• TO DO
Up to and including the line with "pub const MAX_HISTORY_LIMIT: u32 = 100;", restate the records below word for word, beginning with their first line.

• Recorded data

//! Driving port for reading check-ins and statistics.

use async_trait::async_trait;
use serde::{Deserialize, Serialize};

use crate::domain::{CheckIn, Error, UserId, VibeStats};

/// Default history page size.
pub const DEFAULT_HISTORY_LIMIT: u32 = 20;
/// Largest history page size.
pub const MAX_HISTORY_LIMIT: u32 = 100;

/// Request for a page of check-in history.
#[derive(Debug, Clone, PartialEq, Eq, Serialize, Deserialize)]
#[serde(rename_all = "camelCase")]
pub struct HistoryRequest {
    /// Owner of the history.
    pub user_id: UserId,
    /// Page size; defaults to 20 and is clamped to [1, 100].
    pub limit: Option<u32>,
    /// Number of newest entries to skip.
    #[serde(default)]
    pub offset: u32,
}

impl HistoryRequest {
    /// Effective page size after defaulting and clamping.
    pub fn effective_limit(&self) -> u32 {
        self.limit
            .unwrap_or(DEFAULT_HISTORY_LIMIT)
            .clamp(1, MAX_HISTORY_LIMIT)
    }
}

/// A page of check-in history, newest first.
#[derive(Debug, Clone, PartialEq, Eq, Serialize, Deserialize)]
#[serde(rename_all = "camelCase")]
pub struct HistoryPage {
    /// Check-ins in this page.
    pub items: Vec<CheckIn>,
    /// Total check-ins for the user.
    pub total: u64,
    /// Page size used.
    pub limit: u32,
    /// Offset used.
    pub offset: u32,
}

/// Driving port for check-in reads.
#[cfg_attr(test, mockall::automock)]
#[async_trait]
pub trait CheckInQuery: Send + Sync {
    /// The user's check-in for the current calendar day, if any.
    async fn today(&self, user_id: &UserId) -> Result<Option<CheckIn>, Error>;

    /// A page of the user's history.
    async fn history(&self, request: HistoryRequest) -> Result<HistoryPage, Error>;

    /// Streak counters and score summary.
    async fn stats(&self, user_id: &UserId) -> Result<VibeStats, Error>;
}
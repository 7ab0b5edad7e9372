//! Per-subject serialisation for check-in writes.

use std::collections::HashMap;
use std::sync::{Arc, Mutex, MutexGuard};

use tokio::sync::{Mutex as AsyncMutex, OwnedMutexGuard};

/// Registry of async locks keyed by subject.
///
/// Entries are dropped once no guard or waiter holds them.
#[derive(Debug, Default)]
pub struct SubjectLocks {
    locks: Mutex<HashMap<String, Arc<AsyncMutex<()>>>>,
}

/// Held while a subject's check-in is in progress.
#[derive(Debug)]
pub struct SubjectGuard {
    _guard: OwnedMutexGuard<()>,
}

impl SubjectLocks {
    /// Wait for exclusive access to `key`.
    pub async fn acquire(&self, key: &str) -> SubjectGuard {
        let lock = {
            let mut locks = self.registry();
            locks.retain(|_, lock| Arc::strong_count(lock) > 1);
            Arc::clone(locks.entry(key.to_owned()).or_default())
        };
        SubjectGuard {
            _guard: lock.lock_owned().await,
        }
    }

    /// Number of tracked keys.
    pub fn len(&self) -> usize {
        self.registry().len()
    }

    /// Whether no keys are tracked.
    pub fn is_empty(&self) -> bool {
        self.len() == 0
    }

    fn registry(&self) -> MutexGuard<'_, HashMap<String, Arc<AsyncMutex<()>>>> {
        self.locks
            .lock()
            .unwrap_or_else(std::sync::PoisonError::into_inner)
    }
}
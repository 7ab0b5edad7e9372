//! Tests for the domain error payload.

use super::*;
use rstest::{fixture, rstest};
use serde_json::json;

#[fixture]
fn conflict_with_details() -> Error {
    Error::conflict("streak changed concurrently").with_details(json!({
        "expectedRevision": 2,
        "actualRevision": 3,
    }))
}

#[rstest]
#[case(Error::invalid_request("bad"), ErrorCode::InvalidRequest)]
#[case(Error::not_found("gone"), ErrorCode::NotFound)]
#[case(Error::conflict("raced"), ErrorCode::Conflict)]
#[case(Error::service_unavailable("down"), ErrorCode::ServiceUnavailable)]
#[case(Error::internal("boom"), ErrorCode::InternalError)]
fn constructors_set_codes(#[case] error: Error, #[case] expected: ErrorCode) {
    assert_eq!(error.code(), expected);
}

#[rstest]
fn try_new_rejects_empty_messages() {
    let result = Error::try_new(ErrorCode::InvalidRequest, "   ");
    assert!(matches!(result, Err(ErrorValidationError::EmptyMessage)));
}

#[rstest]
fn new_substitutes_placeholder_for_blank_messages() {
    let error = Error::new(ErrorCode::InternalError, "");
    assert_eq!(error.message(), "unspecified error");
}

#[rstest]
fn serialises_code_in_snake_case(conflict_with_details: Error) {
    let value = serde_json::to_value(&conflict_with_details).expect("serialise error");
    assert_eq!(value["code"], "conflict");
    assert_eq!(value["message"], "streak changed concurrently");
    assert_eq!(value["details"]["actualRevision"], 3);
}

#[rstest]
fn deserialisation_rejects_blank_messages() {
    let payload = json!({ "code": "not_found", "message": " " });
    let result = serde_json::from_value::<Error>(payload);
    assert!(result.is_err(), "blank message must fail validation");
}

#[rstest]
fn round_trips_through_json(conflict_with_details: Error) {
    let value = serde_json::to_value(&conflict_with_details).expect("serialise error");
    let decoded: Error = serde_json::from_value(value).expect("deserialise error");
    assert_eq!(decoded, conflict_with_details);
}
//! DTOs for the chat-completions wire format.
//!
//! Requests are built from borrowed text; responses decode into these DTOs
//! first and then into the domain `MoodAnalysis` in one pass.

use serde::{Deserialize, Serialize};

use crate::domain::ports::MoodAnalysis;

#[derive(Debug, Serialize)]
pub(super) struct ChatRequestDto<'a> {
    pub(super) model: &'a str,
    pub(super) messages: [ChatMessageDto<'a>; 2],
}

#[derive(Debug, Serialize)]
pub(super) struct ChatMessageDto<'a> {
    pub(super) role: &'static str,
    pub(super) content: &'a str,
}

#[derive(Debug, Deserialize)]
pub(super) struct ChatResponseDto {
    #[serde(default)]
    pub(super) choices: Vec<ChatChoiceDto>,
}

#[derive(Debug, Deserialize)]
pub(super) struct ChatChoiceDto {
    pub(super) message: ChatChoiceMessageDto,
}

#[derive(Debug, Deserialize)]
pub(super) struct ChatChoiceMessageDto {
    #[serde(default)]
    pub(super) content: String,
}

#[derive(Debug, Deserialize)]
pub(super) struct MoodAnalysisDto {
    pub(super) aesthetic_key: String,
    pub(super) vibe_score: i64,
    pub(super) insight: String,
}

impl From<MoodAnalysisDto> for MoodAnalysis {
    fn from(value: MoodAnalysisDto) -> Self {
        Self {
            aesthetic_key: value.aesthetic_key,
            vibe_score: value.vibe_score,
            insight: value.insight,
        }
    }
}

impl ChatResponseDto {
    /// Content of the first choice, if any.
    pub(super) fn into_first_content(self) -> Option<String> {
        self.choices
            .into_iter()
            .next()
            .map(|choice| choice.message.content)
    }
}
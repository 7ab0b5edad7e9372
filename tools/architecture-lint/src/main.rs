//! CLI entry point for the repo-local architecture lint.
//!
//! Lints `<workspace>/backend` by default; pass a directory to lint another
//! crate laid out the same way.

use std::fmt;
use std::fs;
use std::io::{self, Write};
use std::path::Path;
use std::path::PathBuf;
use std::process::ExitCode;

fn main() -> ExitCode {
    let backend_dir = match std::env::args_os().nth(1) {
        Some(dir) => PathBuf::from(dir),
        None => match repo_root() {
            Ok(root) => root.join("backend"),
            Err(err) => {
                let _ = writeln!(io::stderr().lock(), "{err}");
                return ExitCode::FAILURE;
            }
        },
    };
    match architecture_lint::lint_backend_sources(&backend_dir) {
        Ok(()) => {
            let _ = writeln!(
                io::stdout().lock(),
                "architecture lint passed for {}",
                backend_dir.display()
            );
            ExitCode::SUCCESS
        }
        Err(err) => {
            let mut stderr = io::stderr().lock();
            let _ = writeln!(stderr, "{err}");
            ExitCode::FAILURE
        }
    }
}

#[derive(Debug, Clone, Copy)]
struct RepoRootError;

impl fmt::Display for RepoRootError {
    fn fmt(&self, f: &mut fmt::Formatter<'_>) -> fmt::Result {
        write!(
            f,
            "unable to locate workspace root (directory containing a workspace Cargo.toml)"
        )
    }
}

impl std::error::Error for RepoRootError {}

fn repo_root() -> Result<PathBuf, RepoRootError> {
    let from_env = std::env::var("CARGO_WORKSPACE_DIR").ok().map(PathBuf::from);
    let from_cwd = std::env::current_dir().ok();
    let from_manifest = Some(PathBuf::from(env!("CARGO_MANIFEST_DIR")));

    from_env
        .as_deref()
        .and_then(find_workspace_root)
        .or_else(|| from_cwd.as_deref().and_then(find_workspace_root))
        .or_else(|| from_manifest.as_deref().and_then(find_workspace_root))
        .ok_or(RepoRootError)
}

fn find_workspace_root(start: &Path) -> Option<PathBuf> {
    let mut current = Some(start);
    while let Some(dir) = current {
        let manifest = dir.join("Cargo.toml");
        if manifest.is_file() && cargo_toml_declares_workspace(&manifest) {
            return Some(dir.to_path_buf());
        }
        current = dir.parent();
    }
    None
}

fn cargo_toml_declares_workspace(path: &Path) -> bool {
    fs::read_to_string(path)
        .ok()
        .is_some_and(|contents| contents.contains("[workspace]"))
}
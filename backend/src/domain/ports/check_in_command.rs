//! Driving port for submitting check-ins.
//!
//! Inbound adapters hand over an already-authenticated subject and the raw
//! mood text. Admission rejections come back as outcome values so callers
//! can render distinct messages for each.

use async_trait::async_trait;
use serde::{Deserialize, Serialize};

use crate::domain::{CheckIn, CheckInSubject, Error, StreakState};

/// Request to record one check-in.
#[derive(Debug, Clone, PartialEq, Eq, Serialize, Deserialize)]
#[serde(rename_all = "camelCase")]
pub struct CheckInRequest {
    /// User or guest device submitting the entry.
    pub subject: CheckInSubject,
    /// Raw, unvalidated mood text.
    pub mood_text: String,
}

/// A stored check-in plus the streak it produced.
#[derive(Debug, Clone, PartialEq, Eq, Serialize, Deserialize)]
#[serde(rename_all = "camelCase")]
pub struct AcceptedCheckIn {
    /// The stored record.
    pub check_in: CheckIn,
    /// Updated streak; `None` for guest devices.
    pub streak: Option<StreakState>,
}

/// Result of a check-in attempt.
#[derive(Debug, Clone, PartialEq, Eq, Serialize, Deserialize)]
#[serde(tag = "outcome", rename_all = "snake_case")]
pub enum CheckInOutcome {
    /// Stored and, for users, counted towards the streak.
    Accepted(Box<AcceptedCheckIn>),
    /// The user already checked in today.
    Duplicate,
    /// The guest device used its daily allowance.
    QuotaExceeded {
        /// Allowance that was reached.
        limit: u32,
    },
}

/// Driving port for check-in submission.
#[cfg_attr(test, mockall::automock)]
#[async_trait]
pub trait CheckInCommand: Send + Sync {
    /// Validate, admit, classify and store one check-in.
    ///
    /// # Errors
    ///
    /// Returns `invalid_request` for bad mood text and
    /// `service_unavailable` when storage cannot be reached.
    async fn check_in(&self, request: CheckInRequest) -> Result<CheckInOutcome, Error>;
}

/// Fixture command that always reports a duplicate.
#[derive(Debug, Default, Clone, Copy)]
pub struct FixtureCheckInCommand;

#[async_trait]
impl CheckInCommand for FixtureCheckInCommand {
    async fn check_in(&self, _request: CheckInRequest) -> Result<CheckInOutcome, Error> {
        Ok(CheckInOutcome::Duplicate)
    }
}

• EXERCISE ANSWER
//! Driving port for reading check-ins and statistics.

use async_trait::async_trait;
use serde::{Deserialize, Serialize};

use crate::domain::{CheckIn, Error, UserId, VibeStats};

/// Default history page size.
pub const DEFAULT_HISTORY_LIMIT: u32 = 20;
/// Largest history page size.
pub const MAX_HISTORY_LIMIT: u32 = 100;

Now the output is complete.